From a moral standpoint, it is also dubious that the operation is justifiable. We like to think of ourselves as moral warriors, fighting for the good of the oppressed of the world. Applying arguments against the operation, such as citing its financial costs, seems cold-hearted and repulsive to many Americans. How can a cost be placed on a human life, after all? In a perfect world, there would be no cost. But American power and American treasure have limits, and we have to make decisions based on that. Those decisions are made frequently, in fact, which is why countries like the Democratic Republic of the Congo and the Sudan, among many others, continue to be horrific places to live. Where is our moral imperative when it comes to these places?

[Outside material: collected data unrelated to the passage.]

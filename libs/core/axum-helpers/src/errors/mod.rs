pub mod codes;
pub mod handlers;
pub mod responses;

pub use codes::ErrorCode;

use axum::{
    Json,
    extract::rejection::JsonRejection,
    http::StatusCode,
    response::{IntoResponse, Response},
};
use serde::{Deserialize, Serialize};
use thiserror::Error;
use utoipa::ToSchema;
use validator::ValidationErrors;

/// Standard error response structure.
///
/// Every error leaving the API has this shape:
/// - `code`: integer code for logs and monitoring (e.g. 1008)
/// - `error`: machine-readable identifier (e.g. "CONFLICT")
/// - `message`: human-readable message
/// - `details`: optional structured details (e.g. per-field validation errors)
///
/// ```json
/// {
///   "code": 1008,
///   "error": "CONFLICT",
///   "message": "Email already exists"
/// }
/// ```
#[derive(Debug, Serialize, Deserialize, ToSchema)]
pub struct ErrorResponse {
    /// Integer error code for logging and monitoring
    pub code: i32,
    /// Machine-readable error identifier for programmatic handling
    pub error: String,
    /// Human-readable error message
    pub message: String,
    /// Optional structured error details
    #[serde(skip_serializing_if = "Option::is_none")]
    pub details: Option<serde_json::Value>,
}

impl ErrorResponse {
    pub fn new(code: ErrorCode, message: impl Into<String>) -> Self {
        Self {
            code: code.code(),
            error: code.as_str().to_string(),
            message: message.into(),
            details: None,
        }
    }

    pub fn with_details(mut self, details: serde_json::Value) -> Self {
        self.details = Some(details);
        self
    }
}

/// Application error type that can be converted to HTTP responses.
///
/// Domain crates convert their own errors into this type. Server-side
/// failures keep their detail in the logs only; the client receives the
/// generic message of [`ErrorCode::InternalError`].
#[derive(Debug, Error)]
#[non_exhaustive]
pub enum AppError {
    #[error("I/O error: {0}")]
    Io(#[from] std::io::Error),

    #[error("JSON extraction error: {0}")]
    JsonExtractorRejection(#[from] JsonRejection),

    #[error("Validation error: {0}")]
    ValidationError(#[from] ValidationErrors),

    #[error("Invalid id: {0}")]
    InvalidUuid(String),

    #[error("Bad Request: {0}")]
    BadRequest(String),

    #[error("Bad Request: {message}")]
    BadRequestWithDetails {
        message: String,
        details: serde_json::Value,
    },

    #[error("Unauthorized: {0}")]
    Unauthorized(String),

    #[error("Not Found: {0}")]
    NotFound(String),

    #[error("Conflict: {0}")]
    Conflict(String),

    #[error("Internal Server Error: {0}")]
    InternalServerError(String),
}

impl AppError {
    pub fn status(&self) -> StatusCode {
        match self {
            AppError::Io(_) | AppError::InternalServerError(_) => {
                StatusCode::INTERNAL_SERVER_ERROR
            }
            AppError::JsonExtractorRejection(_)
            | AppError::ValidationError(_)
            | AppError::InvalidUuid(_)
            | AppError::BadRequest(_)
            | AppError::BadRequestWithDetails { .. }
            | AppError::Conflict(_) => StatusCode::BAD_REQUEST,
            AppError::Unauthorized(_) => StatusCode::UNAUTHORIZED,
            AppError::NotFound(_) => StatusCode::NOT_FOUND,
        }
    }
}

/// Flatten validator output into `{ field: [{ code, message }] }`.
///
/// `params` are left out since they echo the submitted values back,
/// passwords included.
pub fn validation_details(errors: &ValidationErrors) -> serde_json::Value {
    let details = errors
        .field_errors()
        .iter()
        .map(|(field, errors)| {
            let items: Vec<serde_json::Value> = errors
                .iter()
                .map(|err| {
                    serde_json::json!({
                        "code": err.code,
                        "message": err.message,
                    })
                })
                .collect();
            (field.to_string(), serde_json::Value::Array(items))
        })
        .collect::<serde_json::Map<_, _>>();

    serde_json::Value::Object(details)
}

impl IntoResponse for AppError {
    fn into_response(self) -> Response {
        let status = self.status();

        let body = match self {
            AppError::Io(e) => {
                tracing::error!(error_code = ErrorCode::InternalError.code(), "I/O error: {:?}", e);
                ErrorResponse::new(
                    ErrorCode::InternalError,
                    ErrorCode::InternalError.default_message(),
                )
            }
            AppError::JsonExtractorRejection(e) => {
                tracing::warn!(
                    error_code = ErrorCode::InvalidJson.code(),
                    "JSON extraction error: {:?}",
                    e
                );
                ErrorResponse::new(ErrorCode::InvalidJson, e.body_text())
            }
            AppError::ValidationError(e) => {
                tracing::info!(
                    error_code = ErrorCode::ValidationError.code(),
                    "Validation error: {}",
                    e
                );
                ErrorResponse::new(
                    ErrorCode::ValidationError,
                    ErrorCode::ValidationError.default_message(),
                )
                .with_details(validation_details(&e))
            }
            AppError::InvalidUuid(raw) => {
                tracing::info!(error_code = ErrorCode::InvalidUuid.code(), "Invalid id: {}", raw);
                ErrorResponse::new(
                    ErrorCode::InvalidUuid,
                    ErrorCode::InvalidUuid.default_message(),
                )
            }
            AppError::BadRequest(msg) => {
                tracing::info!("Bad request: {}", msg);
                ErrorResponse::new(ErrorCode::BadRequest, msg)
            }
            AppError::BadRequestWithDetails { message, details } => {
                tracing::info!("Bad request: {}", message);
                ErrorResponse::new(ErrorCode::BadRequest, message).with_details(details)
            }
            AppError::Unauthorized(msg) => {
                tracing::info!("Unauthorized: {}", msg);
                ErrorResponse::new(ErrorCode::Unauthorized, msg)
            }
            AppError::NotFound(msg) => {
                tracing::info!(error_code = ErrorCode::NotFound.code(), "Not found: {}", msg);
                ErrorResponse::new(ErrorCode::NotFound, msg)
            }
            AppError::Conflict(msg) => {
                tracing::info!(error_code = ErrorCode::Conflict.code(), "Conflict: {}", msg);
                ErrorResponse::new(ErrorCode::Conflict, msg)
            }
            AppError::InternalServerError(msg) => {
                tracing::error!(
                    error_code = ErrorCode::InternalError.code(),
                    "Internal server error: {}",
                    msg
                );
                ErrorResponse::new(
                    ErrorCode::InternalError,
                    ErrorCode::InternalError.default_message(),
                )
            }
        };

        (status, Json(body)).into_response()
    }
}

Liberal values hold that it is a moral thing to help those that can’t help themselves. In this case, the argument from the administration is that the people of Libya fit this description. But, liberal values also hold that the first responsibility a person has is to themselves. Ensuring a happy life at home is more important than sacrificing that life to help others. On the world stage, this means that engaging in military adventures to the detriment of the United States, even in the service of preventing oppression abroad, is not a moral act. It is immoral. The unknowns surrounding the outcome of the operation in Libya mean we cannot predict what damage, if any, the United States is doing to itself. That is also immoral. We don’t know if we’re being any help to anyone outside of a rebel group with unknown intentions beyond regime change. We won’t know if this operation was worth the cost for years. This war is not just morally dubious. It is, without a doubt, unjustifiable.